Some brains are better equipped to build the neural scaffolding that ultimately leads to reading, Gaab says, and some brains are less optimized. Those children might struggle to read.  “They’re built differently, and they’re optimized for other things, because every brain is different,” she says. “But it does point to the need for good early pre-reading instruction and games and good oral language input, and home and school environment interactions that we know build these connections. Some brains just need more of the good stuff.”  

“Call it preventative education, just like preventative medicine,” she says. “Help these kids build these connections before they struggle and prevent them ever seeing a special educator or ever getting a dyslexia diagnosis.” A large number of studies now show that early intervention and prevention lead to better outcomes for children at risk of dyslexia, Gaab says, and the research created major policy changes aimed at early identification and intervention. 
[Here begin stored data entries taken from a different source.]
//! Normalization Kernels
//!
//! Inference-mode batch normalization, layer normalization and softmax.
//!
//! @version 0.1.0
//! @author `AutomataNexus` Development Team

use super::{finish, float_result_dtype, float_values};
use crate::error::{TensorError, TensorResult};
use crate::shape::{normalize_dim, numel};
use crate::tensor::Tensor;

/// Batch normalization over channel dimension 1 with running statistics.
pub fn batch_norm(
    x: &Tensor,
    running_mean: &Tensor,
    running_var: &Tensor,
    weight: Option<&Tensor>,
    bias: Option<&Tensor>,
    eps: f32,
) -> TensorResult<Tensor> {
    if x.ndim() < 2 {
        return Err(TensorError::invalid_operation(format!(
            "batch_norm expects at least 2 dimensions, got {:?}",
            x.shape()
        )));
    }
    let dtype = float_result_dtype(&[x], "batch_norm")?;
    let channels = x.shape()[1];
    let inner: usize = x.shape()[2..].iter().product();

    let per_channel = |t: Option<&Tensor>, default: f32| -> TensorResult<Vec<f32>> {
        match t {
            Some(t) if t.numel() == channels => float_values(t, "batch_norm"),
            Some(t) => Err(TensorError::shape_mismatch(&[channels], t.shape())),
            None => Ok(vec![default; channels]),
        }
    };
    let mean = per_channel(Some(running_mean), 0.0)?;
    let var = per_channel(Some(running_var), 1.0)?;
    let gamma = per_channel(weight, 1.0)?;
    let beta = per_channel(bias, 0.0)?;

    let mut data = float_values(x, "batch_norm")?;
    for (i, v) in data.iter_mut().enumerate() {
        let c = (i / inner.max(1)) % channels;
        *v = (*v - mean[c]) / (var[c] + eps).sqrt() * gamma[c] + beta[c];
    }
    Ok(finish(data, x.shape(), dtype, x.layout()))
}

/// Layer normalization over the trailing `normalized_shape` dimensions.
pub fn layer_norm(
    x: &Tensor,
    normalized_shape: &[usize],
    weight: Option<&Tensor>,
    bias: Option<&Tensor>,
    eps: f32,
) -> TensorResult<Tensor> {
    let dtype = float_result_dtype(&[x], "layer_norm")?;
    let rank = normalized_shape.len();
    if rank > x.ndim() || &x.shape()[x.ndim() - rank..] != normalized_shape {
        return Err(TensorError::shape_mismatch(normalized_shape, x.shape()));
    }
    let group = numel(normalized_shape).max(1);
    let gamma = match weight {
        Some(w) => float_values(w, "layer_norm")?,
        None => vec![1.0; group],
    };
    let beta = match bias {
        Some(b) => float_values(b, "layer_norm")?,
        None => vec![0.0; group],
    };
    if gamma.len() != group || beta.len() != group {
        return Err(TensorError::shape_mismatch(normalized_shape, &[gamma.len()]));
    }

    let mut data = float_values(x, "layer_norm")?;
    for chunk in data.chunks_mut(group) {
        let mean = chunk.iter().sum::<f32>() / group as f32;
        let var = chunk.iter().map(|v| (v - mean).powi(2)).sum::<f32>() / group as f32;
        let denom = (var + eps).sqrt();
        for (j, v) in chunk.iter_mut().enumerate() {
            *v = (*v - mean) / denom * gamma[j] + beta[j];
        }
    }
    Ok(finish(data, x.shape(), dtype, x.layout()))
}

/// Softmax along one dimension.
pub fn softmax(x: &Tensor, dim: i64) -> TensorResult<Tensor> {
    let dtype = float_result_dtype(&[x], "softmax")?;
    let d = normalize_dim(dim, x.ndim())?;
    let shape = x.shape();
    let size = shape[d];
    let inner: usize = shape[d + 1..].iter().product();
    let outer: usize = shape[..d].iter().product();

    let mut data = float_values(x, "softmax")?;
    for o in 0..outer {
        for i in 0..inner {
            let idx = |k: usize| (o * size + k) * inner + i;
            let max = (0..size).map(|k| data[idx(k)]).fold(f32::NEG_INFINITY, f32::max);
            let mut sum = 0.0;
            for k in 0..size {
                let e = (data[idx(k)] - max).exp();
                data[idx(k)] = e;
                sum += e;
            }
            for k in 0..size {
                data[idx(k)] /= sum;
            }
        }
    }
    Ok(finish(data, shape, dtype, x.layout()))
}

#[cfg(test)]
mod tests {
    use super::*;

    #[test]
    fn test_batch_norm() {
        let x = Tensor::from_vec(vec![1.0, 2.0, 3.0, 4.0], &[1, 2, 2]).unwrap();
        let mean = Tensor::from_vec(vec![1.0, 3.0], &[2]).unwrap();
        let var = Tensor::from_vec(vec![1.0, 4.0], &[2]).unwrap();
        let y = batch_norm(&x, &mean, &var, None, None, 0.0).unwrap();
        assert_eq!(y.to_vec(), vec![0.0, 1.0, 0.0, 0.5]);
    }

    #[test]
    fn test_layer_norm() {
        let x = Tensor::from_vec(vec![1.0, 3.0, 2.0, 2.0], &[2, 2]).unwrap();
        let y = layer_norm(&x, &[2], None, None, 0.0).unwrap();
        let v = y.to_vec();
        assert!((v[0] + 1.0).abs() < 1e-5);
        assert!((v[1] - 1.0).abs() < 1e-5);
        assert!(layer_norm(&x, &[3], None, None, 1e-5).is_err());
    }

    #[test]
    fn test_softmax_sums_to_one() {
        let x = Tensor::from_vec(vec![1.0, 2.0, 3.0, 4.0, 5.0, 6.0], &[2, 3]).unwrap();
        let y = softmax(&x, -1).unwrap().to_vec();
        assert!((y[0] + y[1] + y[2] - 1.0).abs() < 1e-5);
        let y = softmax(&x, 0).unwrap().to_vec();
        assert!((y[0] + y[3] - 1.0).abs() < 1e-5);
    }
}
This includes teaching specific skills that can close the gap between proficient and struggling readers. Those skills include phonological awareness, letter-sound knowledge, rapid automatized naming, and vocabulary and oral language comprehension. This teaching takes place naturally when caregivers read aloud to their children. Reach Out and Read, a nonprofit, has a network of clinicians who work directly with pediatric care providers to help them integrate read-aloud experiences into their interactions with parents and provides developmentally appropriate books for caregivers to take home. 

“We know that the developing brain is shaped most of all by the interactions with the adults taking care of that child, says Perri Klass, the national medical director of Reach Out and Read. “The wonderful thing about this study is that it literally looks at the building of the brain and says very clearly that it’s not just that the brain is being built, but the specific structures that will allow the child to read.” 

If doctors can identify young children who are going to struggle more with learning to read as they get older, they can target those families with books and other support early on, Klass adds.

Klass says no one needs to tell parents to “teach” this idea to their children. The children will sort it out if they grow up around books and reading. A baby doesn’t want or need an authority on literacy to walk through the door and teach them how to read, Klass says. A baby wants their parent’s voice, presence and back-and-forth interactions. 

“Your baby wants to be on your lap hearing you read. Your baby will love books because your baby loves you.”